**Exercise instructions:**
Find out how many lines of the listing below include "else" and report only that number.

**The data:**

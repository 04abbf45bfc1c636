// Character animation system

use std::collections::HashMap;

use super::attack::AttackTrigger;

/// Animation states the controller knows about
#[derive(Debug, Clone, Copy, PartialEq, Eq, Hash)]
pub enum AnimationKey {
    Idle,
    Walk,
    Run,
    Jump,
    Dodge,
    Attack(AttackTrigger),
}

impl AnimationKey {
    /// Name of the animator state (and clip) for this key
    pub fn state_name(&self) -> &'static str {
        match self {
            Self::Idle => "Idle",
            Self::Walk => "Walk",
            Self::Run => "Run",
            Self::Jump => "Jump",
            Self::Dodge => "Unarmed_Dodge",
            Self::Attack(trigger) => trigger.name(),
        }
    }

    /// Trigger that enters this state, if it is entered by a trigger
    pub fn trigger_name(&self) -> Option<&'static str> {
        match self {
            Self::Jump => Some("Jump"),
            Self::Dodge => Some("Dodge"),
            Self::Attack(trigger) => Some(trigger.name()),
            Self::Idle | Self::Walk | Self::Run => None,
        }
    }
}

/// Animator parameters written by the controller
#[derive(Debug, Clone, Copy, PartialEq, Eq, Hash)]
pub enum AnimatorParam {
    /// Float: current velocity magnitude
    Speed,
    /// Bool: character is on the ground
    Grounded,
    /// Bool: run modifier held
    Running,
}

impl AnimatorParam {
    pub fn name(&self) -> &'static str {
        match self {
            Self::Speed => "Speed",
            Self::Grounded => "Grounded",
            Self::Running => "Running",
        }
    }
}

/// Animation playback capability consumed by the controller
pub trait Animator {
    fn set_float(&mut self, name: &str, value: f32);
    fn set_bool(&mut self, name: &str, value: bool);
    fn set_trigger(&mut self, name: &str);
    /// Whether `state` is the visually active state right now
    fn is_state_active(&self, state: &str) -> bool;
    /// Available clips as (name, duration in seconds)
    fn clips(&self) -> Vec<(&str, f32)>;
}

/// A single animation clip
#[derive(Debug, Clone)]
pub struct AnimationClip {
    /// Name of the animation (e.g., "Idle", "Punch1")
    pub name: String,
    /// Number of frames in the animation
    pub frame_count: usize,
    /// Duration of each frame in seconds
    pub frame_duration: f32,
    /// Whether the animation loops
    pub looping: bool,
}

impl AnimationClip {
    pub fn new(name: &str, frame_count: usize, fps: f32, looping: bool) -> Self {
        Self {
            name: name.to_string(),
            frame_count,
            frame_duration: 1.0 / fps,
            looping,
        }
    }

    /// Create a looping animation
    pub fn looping(name: &str, frame_count: usize, fps: f32) -> Self {
        Self::new(name, frame_count, fps, true)
    }

    /// Create a one-shot animation (plays once)
    pub fn one_shot(name: &str, frame_count: usize, fps: f32) -> Self {
        Self::new(name, frame_count, fps, false)
    }

    /// Get the total duration of one animation cycle
    pub fn total_duration(&self) -> f32 {
        self.frame_count as f32 * self.frame_duration
    }
}

const LOCOMOTION_STATES: [AnimationKey; 4] = [
    AnimationKey::Idle,
    AnimationKey::Walk,
    AnimationKey::Run,
    AnimationKey::Jump,
];

/// Speed below which locomotion falls back to idle
const IDLE_SPEED: f32 = 0.01;

/// Plays character clips and resolves animator parameters into states.
///
/// Triggers are queued by the controller and consumed on the next
/// [`AnimationPlayer::update`], so a triggered state becomes active one
/// display frame after the trigger is set. One-shot states return to
/// locomotion (idle/walk/run/jump, picked from the parameters) once their
/// clip finishes.
#[derive(Debug)]
pub struct AnimationPlayer {
    /// All available animations
    animations: HashMap<String, AnimationClip>,
    /// Trigger name -> state it enters
    transitions: HashMap<String, String>,
    /// Triggers set since the last update
    pending_triggers: Vec<String>,
    floats: HashMap<String, f32>,
    bools: HashMap<String, bool>,
    /// Currently playing animation name
    current_animation: String,
    current_frame: usize,
    /// Time elapsed in current frame
    frame_timer: f32,
    playing: bool,
}

impl Default for AnimationPlayer {
    fn default() -> Self {
        Self::new()
    }
}

impl AnimationPlayer {
    pub fn new() -> Self {
        Self {
            animations: HashMap::new(),
            transitions: HashMap::new(),
            pending_triggers: Vec::new(),
            floats: HashMap::new(),
            bools: HashMap::new(),
            current_animation: AnimationKey::Idle.state_name().to_string(),
            current_frame: 0,
            frame_timer: 0.0,
            playing: true,
        }
    }

    /// Create an animation player with the unarmed brawler clip set
    pub fn with_standard_animations() -> Self {
        let mut player = Self::new();

        player.add_animation(AnimationClip::looping("Idle", 8, 10.0));
        player.add_animation(AnimationClip::looping("Walk", 8, 12.0));
        player.add_animation(AnimationClip::looping("Run", 8, 16.0));
        player.add_animation(AnimationClip::looping("Jump", 6, 10.0));
        // 0.6s backstep
        player.add_animation(AnimationClip::one_shot("Unarmed_Dodge", 12, 20.0));

        for (trigger, frames) in AttackTrigger::all().into_iter().zip([8, 10, 12, 10, 12, 14]) {
            player.add_animation(AnimationClip::one_shot(trigger.name(), frames, 20.0));
        }

        for key in [AnimationKey::Jump, AnimationKey::Dodge] {
            player.add_trigger_transition(key);
        }
        for trigger in AttackTrigger::all() {
            player.add_trigger_transition(AnimationKey::Attack(trigger));
        }

        player.play(AnimationKey::Idle.state_name());
        player
    }

    /// Add an animation clip
    pub fn add_animation(&mut self, clip: AnimationClip) {
        self.animations.insert(clip.name.clone(), clip);
    }

    /// Make `trigger` enter `state` on the next update
    pub fn add_transition(&mut self, trigger: &str, state: &str) {
        self.transitions
            .insert(trigger.to_string(), state.to_string());
    }

    /// Register the trigger transition for a triggered key
    pub fn add_trigger_transition(&mut self, key: AnimationKey) {
        if let Some(trigger) = key.trigger_name() {
            self.add_transition(trigger, key.state_name());
        }
    }

    /// Play an animation by name
    pub fn play(&mut self, name: &str) {
        if self.current_animation != name {
            self.play_from_start(name);
        }
    }

    /// Play an animation from the beginning, even if it's the same
    pub fn play_from_start(&mut self, name: &str) {
        self.current_animation = name.to_string();
        self.current_frame = 0;
        self.frame_timer = 0.0;
        self.playing = true;
    }

    /// Advance playback by one display frame
    pub fn update(&mut self, dt: f32) {
        if let Some(state) = self.take_triggered_state() {
            self.play_from_start(&state);
            return;
        }

        self.advance_frames(dt);

        if self.is_finished() || self.in_locomotion() {
            let next = self.locomotion_state().state_name();
            self.play(next);
        }
    }

    fn take_triggered_state(&mut self) -> Option<String> {
        let triggers = std::mem::take(&mut self.pending_triggers);
        let mut entered = None;
        for trigger in triggers {
            match self.transitions.get(&trigger) {
                Some(state) if entered.is_none() => entered = Some(state.clone()),
                Some(_) => {}
                None => log::debug!("Animator trigger '{}' has no transition", trigger),
            }
        }
        entered
    }

    fn advance_frames(&mut self, dt: f32) {
        if !self.playing {
            return;
        }

        let Some(clip) = self.animations.get(&self.current_animation) else {
            return;
        };

        self.frame_timer += dt;

        while self.frame_timer >= clip.frame_duration {
            self.frame_timer -= clip.frame_duration;
            self.current_frame += 1;

            if self.current_frame >= clip.frame_count {
                if clip.looping {
                    self.current_frame = 0;
                } else {
                    // Stay on last frame
                    self.current_frame = clip.frame_count.saturating_sub(1);
                    self.playing = false;
                    break;
                }
            }
        }
    }

    fn in_locomotion(&self) -> bool {
        LOCOMOTION_STATES
            .iter()
            .any(|key| key.state_name() == self.current_animation)
    }

    /// Locomotion state implied by the current parameters
    pub fn locomotion_state(&self) -> AnimationKey {
        if !self.get_bool(AnimatorParam::Grounded.name()).unwrap_or(true) {
            return AnimationKey::Jump;
        }

        let speed = self.get_float(AnimatorParam::Speed.name()).unwrap_or(0.0);
        if speed < IDLE_SPEED {
            AnimationKey::Idle
        } else if self.get_bool(AnimatorParam::Running.name()).unwrap_or(false) {
            AnimationKey::Run
        } else {
            AnimationKey::Walk
        }
    }

    pub fn get_float(&self, name: &str) -> Option<f32> {
        self.floats.get(name).copied()
    }

    pub fn get_bool(&self, name: &str) -> Option<bool> {
        self.bools.get(name).copied()
    }

    /// Triggers waiting for the next update
    pub fn pending_triggers(&self) -> &[String] {
        &self.pending_triggers
    }

    /// Get the current animation name
    pub fn current_animation(&self) -> &str {
        &self.current_animation
    }

    pub fn current_frame(&self) -> usize {
        self.current_frame
    }

    pub fn is_playing(&self) -> bool {
        self.playing
    }

    /// Check if the current animation has finished (for non-looping animations)
    pub fn is_finished(&self) -> bool {
        if let Some(clip) = self.animations.get(&self.current_animation) {
            !clip.looping
                && self.current_frame >= clip.frame_count.saturating_sub(1)
                && !self.playing
        } else {
            // A state without a clip holds until the next trigger
            false
        }
    }
}

impl Animator for AnimationPlayer {
    fn set_float(&mut self, name: &str, value: f32) {
        self.floats.insert(name.to_string(), value);
    }

    fn set_bool(&mut self, name: &str, value: bool) {
        self.bools.insert(name.to_string(), value);
    }

    fn set_trigger(&mut self, name: &str) {
        if !self.pending_triggers.iter().any(|t| t == name) {
            self.pending_triggers.push(name.to_string());
        }
    }

    fn is_state_active(&self, state: &str) -> bool {
        self.current_animation == state
    }

    fn clips(&self) -> Vec<(&str, f32)> {
        self.animations
            .values()
            .map(|clip| (clip.name.as_str(), clip.total_duration()))
            .collect()
    }
}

**Task output:**
5